I went to the doctor today.
Doc: Hi there! So you’re here for your annual… would you like STD testing?
Me: No thanks, I’m good.
Doc: Do you have any partners?
Me: Yes… Actually, we got married this year. [raise hand to show ring, smile awkwardly]
Doc: Congratulations! Are you planning to have kids?
Me: Uh.. we’ve talked about it… but we’re not trying or anything…
Doc: Well, don’t stress about it, but if you wait much longer you might want to think about freezing some embryos.
Didn’t see that coming. I wonder if all 30-somethings get the same thirty second STD to frozen embryo (or egg) talk. I thought embryo freezing was mostly for the wealthy celebrity-types (looking at you Sophia Vergara and ex-fiance Nick Loeb).

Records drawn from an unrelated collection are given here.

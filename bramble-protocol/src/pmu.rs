//! `PmuPersistedState`, the 32-byte opaque blob the PMU stores across a
//! node's sleep/wake cycle (§4.5, testable property 8).

pub const PMU_STATE_SIZE: usize = 32;
pub const PMU_STATE_VERSION: u8 = 1;

/// Everything a node needs to resume correctly after a PMU-managed sleep:
/// its sequence counter, assigned address, and flash ring cursors. The PMU
/// treats this as an opaque blob; only the node interprets it.
#[derive(Debug, Clone, Copy, PartialEq, Eq)]
pub struct PmuPersistedState {
    pub version: u8,
    pub next_seq: u8,
    pub assigned_addr: u16,
    pub flash_read_idx: u32,
    pub flash_write_idx: u32,
}

impl PmuPersistedState {
    pub fn fresh() -> Self {
        PmuPersistedState {
            version: PMU_STATE_VERSION,
            next_seq: 0,
            assigned_addr: crate::address::Address::UNREGISTERED.as_u16(),
            flash_read_idx: 0,
            flash_write_idx: 0,
        }
    }

    pub fn to_bytes(&self) -> [u8; PMU_STATE_SIZE] {
        let mut buf = [0u8; PMU_STATE_SIZE];
        buf[0] = self.version;
        buf[1] = self.next_seq;
        buf[2..4].copy_from_slice(&self.assigned_addr.to_le_bytes());
        buf[4..8].copy_from_slice(&self.flash_read_idx.to_le_bytes());
        buf[8..12].copy_from_slice(&self.flash_write_idx.to_le_bytes());
        // buf[12..32] stays reserved, zeroed.
        buf
    }

    /// Unpack a blob round-tripped through the PMU. Unknown/zeroed blobs
    /// (first power-on, or a PMU that lost power) come back as `None` so the
    /// caller falls back to a fresh state rather than trusting garbage.
    pub fn from_bytes(buf: &[u8; PMU_STATE_SIZE]) -> Option<Self> {
        if buf[0] != PMU_STATE_VERSION {
            return None;
        }
        Some(PmuPersistedState {
            version: buf[0],
            next_seq: buf[1],
            assigned_addr: u16::from_le_bytes(buf[2..4].try_into().ok()?),
            flash_read_idx: u32::from_le_bytes(buf[4..8].try_into().ok()?),
            flash_write_idx: u32::from_le_bytes(buf[8..12].try_into().ok()?),
        })
    }
}

#[cfg(test)]
mod tests {
    use super::*;

    #[test]
    fn round_trips_through_32_bytes() {
        let state = PmuPersistedState {
            version: PMU_STATE_VERSION,
            next_seq: 200,
            assigned_addr: 0x0042,
            flash_read_idx: 10,
            flash_write_idx: 55,
        };
        let bytes = state.to_bytes();
        assert_eq!(bytes.len(), PMU_STATE_SIZE);
        assert_eq!(PmuPersistedState::from_bytes(&bytes), Some(state));
    }

    #[test]
    fn all_zero_blob_is_rejected() {
        let blob = [0u8; PMU_STATE_SIZE];
        assert_eq!(PmuPersistedState::from_bytes(&blob), None);
    }
}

A quick Google search seems to indicate that “banking” as it’s called appears to be gaining in accessibility and popularity. Prime candidates for banking include women wanting to delay childbearing for various reasons, and women diagnosed with cancer. The numbers seem to suggest that the frozen embryos have a better viability success rate when compared to thawing and fertilizing a frozen egg. But for women without a male partner or sperm donor, or who for whatever reason don’t want to mix before freezing– know that there are many factors that could be skewing these numbers. And some banking centers report pregnancy rates via frozen eggs as being just as good as via frozen embryos.
Costs total roughly in the $5-10k range for freezing of the embryos/eggs, $500 per year storage fee, and $5k to thaw. Rumor has it that some insurances may even provide coverage, but I didn’t look that far into it.